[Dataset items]
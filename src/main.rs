use std::sync::Arc;
use tower::ServiceBuilder;
use tower_http::{
    cors::{Any, CorsLayer},
    trace::TraceLayer,
};
use tracing::{info, warn};
use tracing_subscriber::EnvFilter;

use cluster_dashboard::{
    router,
    services::{ChannelOptions, DirectoryPoller},
    AppState, AuthService, ClusterService, Config, StatusSyncChannel,
};

#[tokio::main]
async fn main() -> Result<(), Box<dyn std::error::Error>> {
    // Load configuration
    let config = match Config::load() {
        Ok(config) => config,
        Err(e) => {
            eprintln!("❌ Failed to load configuration: {:#}", e);
            return Err(e.into());
        }
    };

    tracing_subscriber::fmt()
        .with_env_filter(EnvFilter::try_new(&config.log_level).unwrap_or_else(|_| EnvFilter::new("info")))
        .with_target(false)
        .init();

    info!("🚀 Starting cluster dashboard...");
    info!("✅ Configuration loaded (API: {}, socket: {})", config.restapi_endpoint, config.websocket_url);

    let auth_service = AuthService::new(&config)?;
    let cluster_service = ClusterService::new(&config)?;

    if let Err(e) = auth_service.access_token().await {
        warn!("⚠️ Not signed in yet, will retry on the next directory poll: {:#}", e);
    }

    // One channel for this dashboard session
    let channel = StatusSyncChannel::mount(ChannelOptions::from_config(&config)?);

    let poller = DirectoryPoller::new(
        Arc::new(cluster_service.clone()),
        auth_service.clone(),
        channel.clone(),
        config.directory_poll_interval(),
    )
    .spawn();

    let app_state = AppState {
        config: config.clone(),
        auth_service: auth_service.clone(),
        cluster_service,
        channel: channel.clone(),
    };

    let app = router(app_state).layer(
        ServiceBuilder::new()
            .layer(TraceLayer::new_for_http())
            .layer(
                CorsLayer::new()
                    .allow_origin(Any)
                    .allow_methods(Any)
                    .allow_headers(Any),
            ),
    );

    let listener = match tokio::net::TcpListener::bind(&config.server_address).await {
        Ok(listener) => {
            info!("🌐 Dashboard API listening on {}", config.server_address);
            listener
        }
        Err(e) => {
            eprintln!("❌ Failed to bind to {}: {}", config.server_address, e);
            channel.unmount();
            return Err(e.into());
        }
    };

    let served = axum::serve(listener, app)
        .with_graceful_shutdown(shutdown_signal())
        .await;

    channel.unmount();
    poller.abort();
    if let Err(e) = auth_service.logout().await {
        warn!("⚠️ Keycloak logout failed: {:#}", e);
    }

    if let Err(e) = served {
        eprintln!("❌ Server error: {}", e);
        return Err(e.into());
    }

    info!("✅ Dashboard stopped gracefully");
    Ok(())
}

async fn shutdown_signal() {
    if let Err(e) = tokio::signal::ctrl_c().await {
        warn!("Failed to listen for shutdown signal: {}", e);
        std::future::pending::<()>().await;
    }
    info!("Shutdown signal received");
}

- **WHAT YOU WILL DO**
Output the data exactly, from the first line through the line that holds "CorsLayer::new()", so that no later line appears.

- **COMPLETED TASK**
filename src/main.rs
use std::sync::Arc;
use tower::ServiceBuilder;
use tower_http::{
    cors::{Any, CorsLayer},
    trace::TraceLayer,
};
use tracing::{info, warn};
use tracing_subscriber::EnvFilter;

use cluster_dashboard::{
    router,
    services::{ChannelOptions, DirectoryPoller},
    AppState, AuthService, ClusterService, Config, StatusSyncChannel,
};

#[tokio::main]
async fn main() -> Result<(), Box<dyn std::error::Error>> {
    // Load configuration
    let config = match Config::load() {
        Ok(config) => config,
        Err(e) => {
            eprintln!("❌ Failed to load configuration: {:#}", e);
            return Err(e.into());
        }
    };

    tracing_subscriber::fmt()
        .with_env_filter(EnvFilter::try_new(&config.log_level).unwrap_or_else(|_| EnvFilter::new("info")))
        .with_target(false)
        .init();

    info!("🚀 Starting cluster dashboard...");
    info!("✅ Configuration loaded (API: {}, socket: {})", config.restapi_endpoint, config.websocket_url);

    let auth_service = AuthService::new(&config)?;
    let cluster_service = ClusterService::new(&config)?;

    if let Err(e) = auth_service.access_token().await {
        warn!("⚠️ Not signed in yet, will retry on the next directory poll: {:#}", e);
    }

    // One channel for this dashboard session
    let channel = StatusSyncChannel::mount(ChannelOptions::from_config(&config)?);

    let poller = DirectoryPoller::new(
        Arc::new(cluster_service.clone()),
        auth_service.clone(),
        channel.clone(),
        config.directory_poll_interval(),
    )
    .spawn();

    let app_state = AppState {
        config: config.clone(),
        auth_service: auth_service.clone(),
        cluster_service,
        channel: channel.clone(),
    };

    let app = router(app_state).layer(
        ServiceBuilder::new()
            .layer(TraceLayer::new_for_http())
            .layer(
                CorsLayer::new()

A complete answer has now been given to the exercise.